-- Task data --
= = = = = = =

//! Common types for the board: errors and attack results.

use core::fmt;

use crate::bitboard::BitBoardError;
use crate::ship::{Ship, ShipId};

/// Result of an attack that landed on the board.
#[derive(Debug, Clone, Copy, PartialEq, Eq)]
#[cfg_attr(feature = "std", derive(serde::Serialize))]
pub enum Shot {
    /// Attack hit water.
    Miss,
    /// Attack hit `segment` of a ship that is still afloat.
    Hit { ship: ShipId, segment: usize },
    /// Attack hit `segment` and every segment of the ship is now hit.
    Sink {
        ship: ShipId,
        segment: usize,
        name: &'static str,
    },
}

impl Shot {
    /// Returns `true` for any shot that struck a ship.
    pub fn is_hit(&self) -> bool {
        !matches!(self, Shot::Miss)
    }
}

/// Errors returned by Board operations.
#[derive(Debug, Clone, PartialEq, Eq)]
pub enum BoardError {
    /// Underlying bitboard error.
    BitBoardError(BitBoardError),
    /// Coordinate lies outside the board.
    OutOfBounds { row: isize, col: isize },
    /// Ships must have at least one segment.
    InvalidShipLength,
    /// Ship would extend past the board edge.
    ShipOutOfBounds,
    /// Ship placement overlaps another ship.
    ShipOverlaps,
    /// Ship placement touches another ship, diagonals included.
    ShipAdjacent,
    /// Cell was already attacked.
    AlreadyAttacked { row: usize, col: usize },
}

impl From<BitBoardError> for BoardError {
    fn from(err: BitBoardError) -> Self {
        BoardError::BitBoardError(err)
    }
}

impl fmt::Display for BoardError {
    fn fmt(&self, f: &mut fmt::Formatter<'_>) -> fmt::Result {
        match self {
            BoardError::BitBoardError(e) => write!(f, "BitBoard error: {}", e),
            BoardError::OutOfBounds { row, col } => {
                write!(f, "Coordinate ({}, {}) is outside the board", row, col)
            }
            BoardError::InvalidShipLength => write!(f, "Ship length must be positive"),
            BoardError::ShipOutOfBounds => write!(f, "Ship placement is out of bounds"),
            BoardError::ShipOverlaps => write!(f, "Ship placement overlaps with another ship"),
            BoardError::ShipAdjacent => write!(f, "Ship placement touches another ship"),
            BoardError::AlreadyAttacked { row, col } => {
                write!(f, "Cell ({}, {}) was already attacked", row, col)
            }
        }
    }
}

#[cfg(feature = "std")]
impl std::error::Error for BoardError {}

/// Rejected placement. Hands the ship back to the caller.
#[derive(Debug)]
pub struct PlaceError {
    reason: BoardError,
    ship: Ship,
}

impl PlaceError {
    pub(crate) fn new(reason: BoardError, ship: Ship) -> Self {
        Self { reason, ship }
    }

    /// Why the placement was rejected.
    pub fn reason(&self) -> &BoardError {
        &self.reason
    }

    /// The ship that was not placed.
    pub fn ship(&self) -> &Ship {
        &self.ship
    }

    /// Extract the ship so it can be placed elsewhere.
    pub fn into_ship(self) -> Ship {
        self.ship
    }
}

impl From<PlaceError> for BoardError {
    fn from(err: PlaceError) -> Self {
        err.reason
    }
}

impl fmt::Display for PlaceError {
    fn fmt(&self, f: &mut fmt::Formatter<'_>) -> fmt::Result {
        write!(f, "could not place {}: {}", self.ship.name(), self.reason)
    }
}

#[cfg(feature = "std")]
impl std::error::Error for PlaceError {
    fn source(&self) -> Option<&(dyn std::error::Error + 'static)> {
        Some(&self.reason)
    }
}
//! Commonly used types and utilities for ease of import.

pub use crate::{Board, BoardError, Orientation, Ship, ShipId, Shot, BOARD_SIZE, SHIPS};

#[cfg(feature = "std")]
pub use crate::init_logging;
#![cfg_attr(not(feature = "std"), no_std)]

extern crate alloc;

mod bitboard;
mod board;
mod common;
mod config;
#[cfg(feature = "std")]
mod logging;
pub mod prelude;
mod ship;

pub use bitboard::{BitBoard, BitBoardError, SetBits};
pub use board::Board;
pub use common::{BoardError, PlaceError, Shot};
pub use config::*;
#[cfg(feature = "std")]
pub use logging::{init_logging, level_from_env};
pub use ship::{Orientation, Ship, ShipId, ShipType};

= = = = = = =

-- Exercise directions --
After reading the records above, transcribe them verbatim.

-- Task solution --
//! Common types for the board: errors and attack results.

use core::fmt;

use crate::bitboard::BitBoardError;
use crate::ship::{Ship, ShipId};

/// Result of an attack that landed on the board.
#[derive(Debug, Clone, Copy, PartialEq, Eq)]
#[cfg_attr(feature = "std", derive(serde::Serialize))]
pub enum Shot {
    /// Attack hit water.
    Miss,
    /// Attack hit `segment` of a ship that is still afloat.
    Hit { ship: ShipId, segment: usize },
    /// Attack hit `segment` and every segment of the ship is now hit.
    Sink {
        ship: ShipId,
        segment: usize,
        name: &'static str,
    },
}

impl Shot {
    /// Returns `true` for any shot that struck a ship.
    pub fn is_hit(&self) -> bool {
        !matches!(self, Shot::Miss)
    }
}

/// Errors returned by Board operations.
#[derive(Debug, Clone, PartialEq, Eq)]
pub enum BoardError {
    /// Underlying bitboard error.
    BitBoardError(BitBoardError),
    /// Coordinate lies outside the board.
    OutOfBounds { row: isize, col: isize },
    /// Ships must have at least one segment.
    InvalidShipLength,
    /// Ship would extend past the board edge.
    ShipOutOfBounds,
    /// Ship placement overlaps another ship.
    ShipOverlaps,
    /// Ship placement touches another ship, diagonals included.
    ShipAdjacent,
    /// Cell was already attacked.
    AlreadyAttacked { row: usize, col: usize },
}

impl From<BitBoardError> for BoardError {
    fn from(err: BitBoardError) -> Self {
        BoardError::BitBoardError(err)
    }
}

impl fmt::Display for BoardError {
    fn fmt(&self, f: &mut fmt::Formatter<'_>) -> fmt::Result {
        match self {
            BoardError::BitBoardError(e) => write!(f, "BitBoard error: {}", e),
            BoardError::OutOfBounds { row, col } => {
                write!(f, "Coordinate ({}, {}) is outside the board", row, col)
            }
            BoardError::InvalidShipLength => write!(f, "Ship length must be positive"),
            BoardError::ShipOutOfBounds => write!(f, "Ship placement is out of bounds"),
            BoardError::ShipOverlaps => write!(f, "Ship placement overlaps with another ship"),
            BoardError::ShipAdjacent => write!(f, "Ship placement touches another ship"),
            BoardError::AlreadyAttacked { row, col } => {
                write!(f, "Cell ({}, {}) was already attacked", row, col)
            }
        }
    }
}

#[cfg(feature = "std")]
impl std::error::Error for BoardError {}

/// Rejected placement. Hands the ship back to the caller.
#[derive(Debug)]
pub struct PlaceError {
    reason: BoardError,
    ship: Ship,
}

impl PlaceError {
    pub(crate) fn new(reason: BoardError, ship: Ship) -> Self {
        Self { reason, ship }
    }

    /// Why the placement was rejected.
    pub fn reason(&self) -> &BoardError {
        &self.reason
    }

    /// The ship that was not placed.
    pub fn ship(&self) -> &Ship {
        &self.ship
    }

    /// Extract the ship so it can be placed elsewhere.
    pub fn into_ship(self) -> Ship {
        self.ship
    }
}

impl From<PlaceError> for BoardError {
    fn from(err: PlaceError) -> Self {
        err.reason
    }
}

impl fmt::Display for PlaceError {
    fn fmt(&self, f: &mut fmt::Formatter<'_>) -> fmt::Result {
        write!(f, "could not place {}: {}", self.ship.name(), self.reason)
    }
}

#[cfg(feature = "std")]
impl std::error::Error for PlaceError {
    fn source(&self) -> Option<&(dyn std::error::Error + 'static)> {
        Some(&self.reason)
    }
}
//! Commonly used types and utilities for ease of import.

pub use crate::{Board, BoardError, Orientation, Ship, ShipId, Shot, BOARD_SIZE, SHIPS};

#[cfg(feature = "std")]
pub use crate::init_logging;
#![cfg_attr(not(feature = "std"), no_std)]

extern crate alloc;

mod bitboard;
mod board;
mod common;
mod config;
#[cfg(feature = "std")]
mod logging;
pub mod prelude;
mod ship;

pub use bitboard::{BitBoard, BitBoardError, SetBits};
pub use board::Board;
pub use common::{BoardError, PlaceError, Shot};
pub use config::*;
#[cfg(feature = "std")]
pub use logging::{init_logging, level_from_env};
pub use ship::{Orientation, Ship, ShipId, ShipType};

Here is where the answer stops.